Exercise data –
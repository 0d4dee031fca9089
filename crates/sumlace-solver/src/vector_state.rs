//! Solver-side vector state: generation and on-demand trie resolution.

use log::debug;
use rayon::prelude::*;
use sumlace_core::{SumVector, ValuePool};

use crate::{
    assignment::Assignment, combination::combinations, expand::expand_orderings,
    trie::SolutionTrie,
};

/// Vectors longer than this are candidates for lazy population.
const LAZY_LENGTH_THRESHOLD: usize = 7;

/// Accepted-combination count at which a long vector defers expansion.
const LAZY_COMBINATION_THRESHOLD: usize = 5000;

/// How a vector's orderings are materialized.
#[derive(Debug, Clone)]
pub(crate) enum TrieSource {
    /// The trie was built up front and is pruned by propagation.
    Eager(SolutionTrie),
    /// Expansion was deferred; orderings are regenerated against the live
    /// pool and assignment when the search reaches the vector.
    Lazy,
}

/// A vector prepared for solving.
#[derive(Debug, Clone)]
pub(crate) struct VectorState {
    cells: Vec<usize>,
    target: i32,
    source: TrieSource,
}

impl VectorState {
    pub(crate) fn cells(&self) -> &[usize] {
        &self.cells
    }

    pub(crate) fn len(&self) -> usize {
        self.cells.len()
    }

    pub(crate) fn start(&self) -> usize {
        self.cells[0]
    }

    pub(crate) fn is_lazy(&self) -> bool {
        matches!(self.source, TrieSource::Lazy)
    }

    /// The eager trie, if the vector has one.
    pub(crate) fn trie(&self) -> Option<&SolutionTrie> {
        match &self.source {
            TrieSource::Eager(trie) => Some(trie),
            TrieSource::Lazy => None,
        }
    }

    pub(crate) fn trie_mut(&mut self) -> Option<&mut SolutionTrie> {
        match &mut self.source {
            TrieSource::Eager(trie) => Some(trie),
            TrieSource::Lazy => None,
        }
    }

    /// Solution count used by the ordering heuristics; lazy vectors sort
    /// last.
    pub(crate) fn solution_estimate(&self) -> u64 {
        self.trie().map_or(u64::MAX, SolutionTrie::solution_count)
    }

    /// Builds the trie the search explores for this vector under the given
    /// state.
    ///
    /// Eager tries are filtered down to the orderings consistent with the
    /// assignment and the remaining pool; lazy vectors regenerate from
    /// scratch against that same state.
    pub(crate) fn resolve_trie(&self, assignment: &Assignment, pool: &ValuePool) -> SolutionTrie {
        let fixed: Vec<Option<i32>> = self.cells.iter().map(|&c| assignment.get(c)).collect();
        match &self.source {
            TrieSource::Eager(trie) => trie.filter_for_state(&fixed, pool),
            TrieSource::Lazy => self.populate_for_state(&fixed, pool),
        }
    }

    /// Drops the eager trie so tests can exercise the lazy path.
    #[cfg(test)]
    pub(crate) fn forced_lazy(mut self) -> Self {
        self.source = TrieSource::Lazy;
        self
    }

    fn populate_for_state(&self, fixed: &[Option<i32>], pool: &ValuePool) -> SolutionTrie {
        let fixed_sum: i32 = fixed.iter().flatten().sum();
        let free: Vec<usize> = fixed
            .iter()
            .enumerate()
            .filter_map(|(i, f)| f.is_none().then_some(i))
            .collect();

        let mut trie = SolutionTrie::new();
        if free.is_empty() {
            if fixed_sum == self.target {
                let ordering: Vec<i32> = fixed.iter().flatten().copied().collect();
                trie.insert(&ordering);
            }
            return trie;
        }

        let mut full: Vec<i32> = fixed.iter().map(|f| f.unwrap_or(0)).collect();
        for combo in combinations(pool, free.len(), self.target - fixed_sum) {
            // Every remaining position can matter to later vectors, so keep
            // each distinct arrangement of the free slots.
            for perm in expand_orderings(&combo, &[]) {
                for (&slot, &value) in free.iter().zip(&perm) {
                    full[slot] = value;
                }
                trie.insert(&full);
            }
        }
        trie
    }
}

/// Generates a [`VectorState`] per extracted vector, in parallel.
pub(crate) fn build_vector_states(vectors: &[SumVector], pool: &ValuePool) -> Vec<VectorState> {
    let intersection_sets: Vec<Vec<usize>> = vectors
        .iter()
        .enumerate()
        .map(|(i, v)| {
            v.cells()
                .iter()
                .enumerate()
                .filter_map(|(pos, cell)| {
                    let shared = vectors
                        .iter()
                        .enumerate()
                        .any(|(j, other)| i != j && other.cells().contains(cell));
                    shared.then_some(pos)
                })
                .collect()
        })
        .collect();

    vectors
        .par_iter()
        .zip(intersection_sets)
        .map(|(vector, intersections)| {
            let combos = combinations(pool, vector.len(), vector.target());
            let source = if vector.len() > LAZY_LENGTH_THRESHOLD
                && combos.len() >= LAZY_COMBINATION_THRESHOLD
            {
                debug!(
                    "vector at {} defers expansion ({} combinations of length {})",
                    vector.start(),
                    combos.len(),
                    vector.len()
                );
                TrieSource::Lazy
            } else {
                let mut trie = SolutionTrie::new();
                let expanded: Vec<Vec<Vec<i32>>> = combos
                    .par_iter()
                    .map(|combo| expand_orderings(combo, &intersections))
                    .collect();
                for orderings in expanded {
                    for ordering in orderings {
                        trie.insert(&ordering);
                    }
                }
                TrieSource::Eager(trie)
            };
            VectorState {
                cells: vector.cells().to_vec(),
                target: vector.target(),
                source,
            }
        })
        .collect()
}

Your assignment – Write out the material above exactly, please, from its first line up to and including the line where "pub(crate) fn solution_estimate(&self)" appears, and stop there.

Result –
repository 0d4dee031fca9089
filename crates/sumlace-solver/src/vector_state.rs
//! Solver-side vector state: generation and on-demand trie resolution.

use log::debug;
use rayon::prelude::*;
use sumlace_core::{SumVector, ValuePool};

use crate::{
    assignment::Assignment, combination::combinations, expand::expand_orderings,
    trie::SolutionTrie,
};

/// Vectors longer than this are candidates for lazy population.
const LAZY_LENGTH_THRESHOLD: usize = 7;

/// Accepted-combination count at which a long vector defers expansion.
const LAZY_COMBINATION_THRESHOLD: usize = 5000;

/// How a vector's orderings are materialized.
#[derive(Debug, Clone)]
pub(crate) enum TrieSource {
    /// The trie was built up front and is pruned by propagation.
    Eager(SolutionTrie),
    /// Expansion was deferred; orderings are regenerated against the live
    /// pool and assignment when the search reaches the vector.
    Lazy,
}

/// A vector prepared for solving.
#[derive(Debug, Clone)]
pub(crate) struct VectorState {
    cells: Vec<usize>,
    target: i32,
    source: TrieSource,
}

impl VectorState {
    pub(crate) fn cells(&self) -> &[usize] {
        &self.cells
    }

    pub(crate) fn len(&self) -> usize {
        self.cells.len()
    }

    pub(crate) fn start(&self) -> usize {
        self.cells[0]
    }

    pub(crate) fn is_lazy(&self) -> bool {
        matches!(self.source, TrieSource::Lazy)
    }

    /// The eager trie, if the vector has one.
    pub(crate) fn trie(&self) -> Option<&SolutionTrie> {
        match &self.source {
            TrieSource::Eager(trie) => Some(trie),
            TrieSource::Lazy => None,
        }
    }

    pub(crate) fn trie_mut(&mut self) -> Option<&mut SolutionTrie> {
        match &mut self.source {
            TrieSource::Eager(trie) => Some(trie),
            TrieSource::Lazy => None,
        }
    }

    /// Solution count used by the ordering heuristics; lazy vectors sort
    /// last.
    pub(crate) fn solution_estimate(&self) -> u64 {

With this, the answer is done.